Collèges – Dotations prévisionnelles de fonctionnement – 2026
Intervention de Najib Benarafa lors de la séance publique du Conseil départemental des Hauts-de-Seine du 17 octobre 2025.
Plusieurs éléments ressortent de ce rapport : tout d’abord la baisse globale du budget de fonctionnement des collèges d’environ 1,2M€, l’augmentation du nombre de collèges qui ont subi un écrêtement cette année et la baisse démographique : près de 600 collégiens en moins dans notre département.

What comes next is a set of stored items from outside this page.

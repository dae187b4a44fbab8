use crate::Result;
use serde::Deserialize;
use std::collections::BTreeMap;
use std::path::Path;

/// Values the caller expects the provenance to attest to.
///
/// Loaded from JSON with camelCase keys, or built in code:
///
/// ```
/// use provenance_verification::Policy;
///
/// let policy = Policy::new("0ae7e4fa", "github.com/some/repo")
///     .with_builder_id("https://github.com/some/builder@v1")
///     .with_versioned_tag("v1.2")
///     .with_workflow_input("release_version", "v1.2.3");
/// assert_eq!(policy.expected_versioned_tag.as_deref(), Some("v1.2"));
/// ```
#[derive(Debug, Clone, Default, Deserialize)]
#[serde(rename_all = "camelCase", default)]
pub struct Policy {
    /// Lower-case hex SHA-256 of the artifact being verified.
    pub expected_digest: String,
    /// `github.com/{org}/{repo}`, with or without scheme.
    pub expected_source_uri: String,
    /// Accept a source material without an `@ref` suffix.
    pub allow_no_material_ref: bool,
    pub expected_builder_id: Option<String>,
    pub expected_branch: Option<String>,
    pub expected_tag: Option<String>,
    /// Semver constraint such as `v1` or `v1.2`.
    pub expected_versioned_tag: Option<String>,
    pub expected_workflow_inputs: BTreeMap<String, String>,
}

impl Policy {
    pub fn new(expected_digest: impl Into<String>, expected_source_uri: impl Into<String>) -> Self {
        Self {
            expected_digest: expected_digest.into(),
            expected_source_uri: expected_source_uri.into(),
            ..Default::default()
        }
    }

    pub fn from_json(json: &str) -> Result<Self> {
        Ok(serde_json::from_str(json)?)
    }

    pub fn from_file(path: &Path) -> Result<Self> {
        let content = std::fs::read_to_string(path)?;
        Self::from_json(&content)
    }

    pub fn allow_no_material_ref(mut self) -> Self {
        self.allow_no_material_ref = true;
        self
    }

    pub fn with_builder_id(mut self, builder_id: impl Into<String>) -> Self {
        self.expected_builder_id = Some(builder_id.into());
        self
    }

    pub fn with_branch(mut self, branch: impl Into<String>) -> Self {
        self.expected_branch = Some(branch.into());
        self
    }

    pub fn with_tag(mut self, tag: impl Into<String>) -> Self {
        self.expected_tag = Some(tag.into());
        self
    }

    pub fn with_versioned_tag(mut self, tag: impl Into<String>) -> Self {
        self.expected_versioned_tag = Some(tag.into());
        self
    }

    pub fn with_workflow_input(mut self, key: impl Into<String>, value: impl Into<String>) -> Self {
        self.expected_workflow_inputs.insert(key.into(), value.into());
        self
    }
}
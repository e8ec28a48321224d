/// Default transcript width in columns.
pub const WRAP_WIDTH: usize = 80;

/// Greedy word wrap.
///
/// Existing line breaks are kept, runs of whitespace collapse to one space,
/// and a word is never split: a word wider than `width` sits on its own line.
#[must_use]
pub fn wrap_text(text: &str, width: usize) -> Vec<String> {
    let width = width.max(1);
    let mut lines = Vec::new();

    for paragraph in text.lines() {
        let mut current = String::new();
        let mut current_len = 0_usize;

        for word in paragraph.split_whitespace() {
            let word_len = word.chars().count();
            if current_len == 0 {
                current.push_str(word);
                current_len = word_len;
            } else if current_len + 1 + word_len <= width {
                current.push(' ');
                current.push_str(word);
                current_len += 1 + word_len;
            } else {
                lines.push(std::mem::take(&mut current));
                current.push_str(word);
                current_len = word_len;
            }
        }

        lines.push(current);
    }

    lines
}
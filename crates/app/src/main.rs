use std::path::{Path, PathBuf};

use anyhow::{Context, Result, anyhow, bail};
use clap::{Parser, Subcommand};
use grader_core::model::{PartLabel, Qtag, UnitId};
use services::{
    AppServices, Clock, GradeOptions, GradescopeResults, GradingController, UnitProvider,
    compute_scores, read_submission,
};
use tracing::{debug, info, warn};
use tracing_subscriber::{layer::SubscriberExt, util::SubscriberInitExt};

mod config;
mod render;

use config::{Overrides, Settings};

const DEFAULT_LOG_FILTER: &str = "llmgrader=info,services=info,storage=info";

/// Grade engineering homework with an LLM and package the results.
#[derive(Parser, Debug)]
#[command(name = "llmgrader")]
#[command(version)]
struct Cli {
    /// Path to a TOML config file
    #[arg(long, global = true, env = "LLMGRADER_CONFIG")]
    config: Option<PathBuf>,

    /// SQLite database URL or path
    #[arg(long = "db", global = true, env = "LLMGRADER_DB_URL")]
    db_url: Option<String>,

    /// Keep session state as JSON files in this directory instead of the database
    #[arg(long, global = true, env = "LLMGRADER_SESSION_DIR")]
    session_dir: Option<PathBuf>,

    /// Directory holding one subdirectory per unit
    #[arg(long, global = true, env = "LLMGRADER_UNITS_ROOT")]
    units_root: Option<PathBuf>,

    /// OpenAI-compatible API base URL
    #[arg(long, global = true, env = "LLMGRADER_API_BASE_URL")]
    api_base_url: Option<String>,

    /// API key for the grading service
    #[arg(long, global = true, env = "LLMGRADER_API_KEY", hide_env_values = true)]
    api_key: Option<String>,

    /// Student file whose solutions fill questions left blank
    #[arg(long, global = true, env = "LLMGRADER_STUDENT_FILE")]
    student_file: Option<PathBuf>,

    #[command(subcommand)]
    command: Command,
}

#[derive(Subcommand, Debug)]
enum Command {
    /// List available units
    Units,
    /// Show a question with its solution and grading state
    Show {
        unit: UnitId,
        #[arg(long)]
        qtag: Option<Qtag>,
        #[arg(long)]
        part: Option<PartLabel>,
    },
    /// Print the points table for a unit
    Status { unit: UnitId },
    /// Save a solution for a question
    Solve {
        unit: UnitId,
        qtag: Qtag,
        /// Solution text
        #[arg(long, conflicts_with = "file", required_unless_present = "file")]
        text: Option<String>,
        /// Read the solution from a file
        #[arg(long)]
        file: Option<PathBuf>,
    },
    /// Grade the saved solution of a question
    Grade {
        unit: UnitId,
        qtag: Qtag,
        /// Part to grade; defaults to the whole question
        #[arg(long)]
        part: Option<PartLabel>,
        #[arg(long, env = "LLMGRADER_MODEL")]
        model: Option<String>,
        /// Grading timeout in seconds
        #[arg(long, env = "LLMGRADER_TIMEOUT_SECS")]
        timeout: Option<u64>,
    },
    /// Replace a unit's stored results with an exported results file
    ImportResults { unit: UnitId, file: PathBuf },
    /// Write a unit's stored results as JSON
    ExportResults {
        unit: UnitId,
        #[arg(long)]
        out: Option<PathBuf>,
    },
    /// Build the submission archive for a unit
    Submit {
        unit: UnitId,
        /// Archive path; defaults to `submission_<unit>.zip`
        #[arg(long)]
        out: Option<PathBuf>,
    },
    /// Score a submission archive or record and write Gradescope results
    Autograde {
        unit: UnitId,
        /// `submission_<unit>.zip` or `submission_<unit>.json`
        submission: PathBuf,
        #[arg(long, default_value = "results/results.json")]
        out: PathBuf,
    },
    /// Show recent grading calls
    Log {
        #[arg(long, default_value_t = 20)]
        limit: u32,
    },
}

impl Cli {
    fn overrides(&self) -> Overrides {
        let (model, timeout_secs) = match &self.command {
            Command::Grade { model, timeout, .. } => (model.clone(), *timeout),
            _ => (None, None),
        };
        Overrides {
            db_url: self.db_url.clone(),
            session_dir: self.session_dir.clone(),
            units_root: self.units_root.clone(),
            api_base_url: self.api_base_url.clone(),
            model,
            timeout_secs,
            api_key: self.api_key.clone(),
        }
    }
}

#[tokio::main]
async fn main() -> Result<()> {
    tracing_subscriber::registry()
        .with(
            tracing_subscriber::EnvFilter::try_from_default_env()
                .unwrap_or_else(|_| DEFAULT_LOG_FILTER.into()),
        )
        .with(tracing_subscriber::fmt::layer().with_writer(std::io::stderr))
        .init();

    let cli = Cli::parse();
    run(cli).await
}

async fn run(cli: Cli) -> Result<()> {
    let config_file = config::config_path(cli.config.as_deref());
    if let Some(path) = &config_file {
        debug!(path = %path.display(), "using config file");
    }
    let file = config::load_file(config_file.as_deref())?;
    let settings = Settings::resolve(cli.overrides(), file, |name| std::env::var(name).ok())?;

    let db_url = normalize_sqlite_url(&settings.db_url);
    prepare_sqlite_file(&db_url)?;
    info!(db = %db_url, units = %settings.units_root.display(), "starting");

    let services = AppServices::new_sqlite(
        &db_url,
        &settings.units_root,
        settings.grader_config(),
        Clock::system(),
    )
    .await
    .context("failed to initialize services")?;
    let services = match &settings.session_dir {
        Some(dir) => {
            info!(dir = %dir.display(), "storing sessions as files");
            services.with_session_dir(dir)
        }
        None => services,
    };
    let mut controller = services.controller().await;
    if let Some(path) = &cli.student_file {
        load_student_file(&mut controller, path).await?;
    }

    match cli.command {
        Command::Units => {
            for id in controller.load_units().await? {
                println!("{id}");
            }
        }
        Command::Show { unit, qtag, part } => {
            open(&mut controller, &unit, qtag.as_ref()).await?;
            if let Some(part) = part {
                controller.select_part(&part)?;
            }
            print_question(&controller)?;
        }
        Command::Status { unit } => {
            controller.select_unit(&unit).await?;
            let table = controller
                .unit_table()
                .ok_or_else(|| anyhow!("unit {unit} is not loaded"))?;
            print!("{}", render::unit_table(&table));
        }
        Command::Solve {
            unit,
            qtag,
            text,
            file,
        } => {
            let solution = match (text, file) {
                (Some(text), _) => text,
                (None, Some(path)) => tokio::fs::read_to_string(&path)
                    .await
                    .with_context(|| format!("failed to read {}", path.display()))?,
                (None, None) => bail!("either --text or --file is required"),
            };
            open(&mut controller, &unit, Some(&qtag)).await?;
            controller.edit_solution(solution).await?;
            fail_on_inline_error(&controller)?;
            println!("saved solution for {unit}/{qtag}");
        }
        Command::Grade {
            unit, qtag, part, ..
        } => {
            open(&mut controller, &unit, Some(&qtag)).await?;
            if let Some(part) = part {
                controller.select_part(&part)?;
            }
            let options = GradeOptions {
                model: settings.model.clone(),
                api_key: settings.api_key.clone(),
                timeout: Some(settings.http_timeout()),
            };
            let verdict = controller.submit_grade(options).await?;
            print!("{}", render::verdict(&verdict));
            fail_on_inline_error(&controller)?;
        }
        Command::ImportResults { unit, file } => {
            let bytes = tokio::fs::read(&file)
                .await
                .with_context(|| format!("failed to read {}", file.display()))?;
            controller.select_unit(&unit).await?;
            let count = controller.import_results(&bytes).await?;
            fail_on_inline_error(&controller)?;
            println!("imported {count} entries into {unit}");
        }
        Command::ExportResults { unit, out } => {
            controller.select_unit(&unit).await?;
            let json = controller.export_results()?;
            match out {
                Some(path) => write_file(&path, json.as_bytes()).await?,
                None => println!("{json}"),
            }
        }
        Command::Submit { unit, out } => {
            controller.select_unit(&unit).await?;
            let submission = controller.export_submission()?;
            let path = out.unwrap_or_else(|| PathBuf::from(submission.archive_name()));
            write_file(&path, &submission.to_archive()?).await?;
            println!(
                "wrote {} ({} questions)",
                path.display(),
                submission.record().len()
            );
        }
        Command::Autograde {
            unit,
            submission,
            out,
        } => {
            let results = autograde(services.units().as_ref(), &unit, &submission).await;
            write_file(&out, results.to_json()?.as_bytes()).await?;
            println!("score {} written to {}", results.score, out.display());
        }
        Command::Log { limit } => {
            let events = services.grade_log().recent(limit).await?;
            print!("{}", render::events(&events));
        }
    }
    Ok(())
}
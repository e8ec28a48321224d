use std::sync::Arc;
use std::time::Duration;

use sqlx::{SqlitePool, sqlite::SqlitePoolOptions};
use thiserror::Error;

use crate::repository::{GradeLogRepository, SessionBlobStore, Storage};

mod grade_log_repo;
mod mapping;
mod migrate;
mod session_blob_repo;

#[derive(Clone)]
pub struct SqliteRepository {
    pool: SqlitePool,
}

#[derive(Debug, Error)]
#[non_exhaustive]
pub enum SqliteInitError {
    #[error(transparent)]
    Sqlx(#[from] sqlx::Error),
}

impl SqliteRepository {
    /// Connect to `SQLite` using the given URL.
    ///
    /// # Errors
    ///
    /// Returns `SqliteInitError` if the connection cannot be established or if
    /// connection pragmas fail during setup.
    pub async fn connect(database_url: &str) -> Result<Self, SqliteInitError> {
        let pool = SqlitePoolOptions::new()
            .max_connections(5)
            .acquire_timeout(Duration::from_secs(5))
            .after_connect(|conn, _meta| {
                Box::pin(async move {
                    sqlx::query("PRAGMA journal_mode = WAL;")
                        .execute(&mut *conn)
                        .await?;
                    sqlx::query("PRAGMA busy_timeout = 5000;")
                        .execute(&mut *conn)
                        .await?;
                    Ok(())
                })
            })
            .connect(database_url)
            .await?;
        Ok(Self { pool })
    }

    #[must_use]
    pub fn pool(&self) -> &SqlitePool {
        &self.pool
    }

    /// Create tables if they do not exist.
    ///
    /// # Errors
    ///
    /// Returns `SqliteInitError` if migration queries fail.
    pub async fn migrate(&self) -> Result<(), SqliteInitError> {
        migrate::run_migrations(&self.pool).await
    }
}

impl Storage {
    /// Build a `Storage` backed by `SQLite`.
    ///
    /// # Errors
    ///
    /// Returns `SqliteInitError` if connection or migrations cannot be
    /// completed.
    pub async fn sqlite(database_url: &str) -> Result<Self, SqliteInitError> {
        let repo = SqliteRepository::connect(database_url).await?;
        repo.migrate().await?;
        let session_blobs: Arc<dyn SessionBlobStore> = Arc::new(repo.clone());
        let grade_log: Arc<dyn GradeLogRepository> = Arc::new(repo);
        Ok(Self {
            session_blobs,
            grade_log,
        })
    }
}
use grader_core::model::{GradeStatus, PartLabel, PartResult, Qtag, UnitId};

/// Placeholder shown for a part that has never been graded.
pub const NOT_GRADED: &str = "Not graded";

pub const GRADE_LABEL: &str = "Grade";
pub const GRADING_LABEL: &str = "Grading...";

/// Everything needed to render the selected question.
#[derive(Debug, Clone, PartialEq, Eq)]
pub struct QuestionView {
    pub unit: UnitId,
    pub qtag: Qtag,
    pub text: String,
    pub student_solution: String,
    /// `all` first, then the declared parts in order.
    pub part_options: Vec<PartLabel>,
    pub selected_part: PartLabel,
    pub part: PartView,
    pub grade_button: GradeButton,
    /// Inline error from the last failed action.
    pub error: Option<String>,
}

#[derive(Debug, Clone, PartialEq, Eq)]
pub struct PartView {
    pub feedback: String,
    pub explanation: String,
    pub status_label: String,
}

impl PartView {
    #[must_use]
    pub fn from_result(result: Option<&PartResult>) -> Self {
        match result {
            Some(result) => Self {
                feedback: result.feedback.clone(),
                explanation: result.explanation.clone(),
                status_label: match &result.grade_status {
                    GradeStatus::Unset => NOT_GRADED.to_string(),
                    status => status.human_label().to_string(),
                },
            },
            None => Self {
                feedback: String::new(),
                explanation: String::new(),
                status_label: NOT_GRADED.to_string(),
            },
        }
    }
}

#[derive(Debug, Clone, Copy, PartialEq, Eq)]
pub struct GradeButton {
    pub enabled: bool,
    pub label: &'static str,
}

impl GradeButton {
    #[must_use]
    pub fn new(in_flight: bool) -> Self {
        Self {
            enabled: !in_flight,
            label: if in_flight { GRADING_LABEL } else { GRADE_LABEL },
        }
    }
}

#[cfg(test)]
mod tests {
    use super::*;

    #[test]
    fn ungraded_part_shows_placeholder() {
        let view = PartView::from_result(None);
        assert_eq!(view.status_label, NOT_GRADED);
        assert!(view.feedback.is_empty());

        let blank = PartView::from_result(Some(&PartResult::default()));
        assert_eq!(blank.status_label, NOT_GRADED);
    }

    #[test]
    fn graded_part_shows_human_label() {
        let result = PartResult {
            feedback: "Check the sign.".into(),
            explanation: "Sign error in step 2.".into(),
            grade_status: GradeStatus::Fail,
        };
        let view = PartView::from_result(Some(&result));
        assert_eq!(view.status_label, "incorrect");
        assert_eq!(view.feedback, "Check the sign.");
    }

    #[test]
    fn button_disables_while_grading() {
        assert_eq!(GradeButton::new(false).label, "Grade");
        let busy = GradeButton::new(true);
        assert!(!busy.enabled);
        assert_eq!(busy.label, "Grading...");
    }
}
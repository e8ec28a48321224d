mod ids;
mod session;
mod unit;

pub use ids::{ParseIdError, PartLabel, Qtag, UnitId};
pub use session::{
    EntryPatch, GradeStatus, PartPatch, PartResult, SessionEntry, SessionState, UnitSessions,
};
pub use unit::{Part, Question, QuestionDraft, Unit, UnitError};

Je ne ferai pas de faux procès au Département qui a, depuis le début du mandat, mis un point d’honneur à investir dans des dispositifs pédagogiques de soutien, mais aussi dans le bâti des collèges que ce soit pour des cuisines sur place ou pour le programme de végétalisation îlots verts, même si le rythme des aménagements a été ralenti à cause de difficultés financières propres à tous les Départements.
D’où vient cette tendance à la hausse des fonds de roulement des collèges ?
Cependant l’écrêtement des collèges, même si c’est un phénomène récurrent, dans le département, a atteint son paroxysme cette année avec au moins 30 collèges écrêté sur 100 avec un montant cumulé de plus de 500 000 € écrêté.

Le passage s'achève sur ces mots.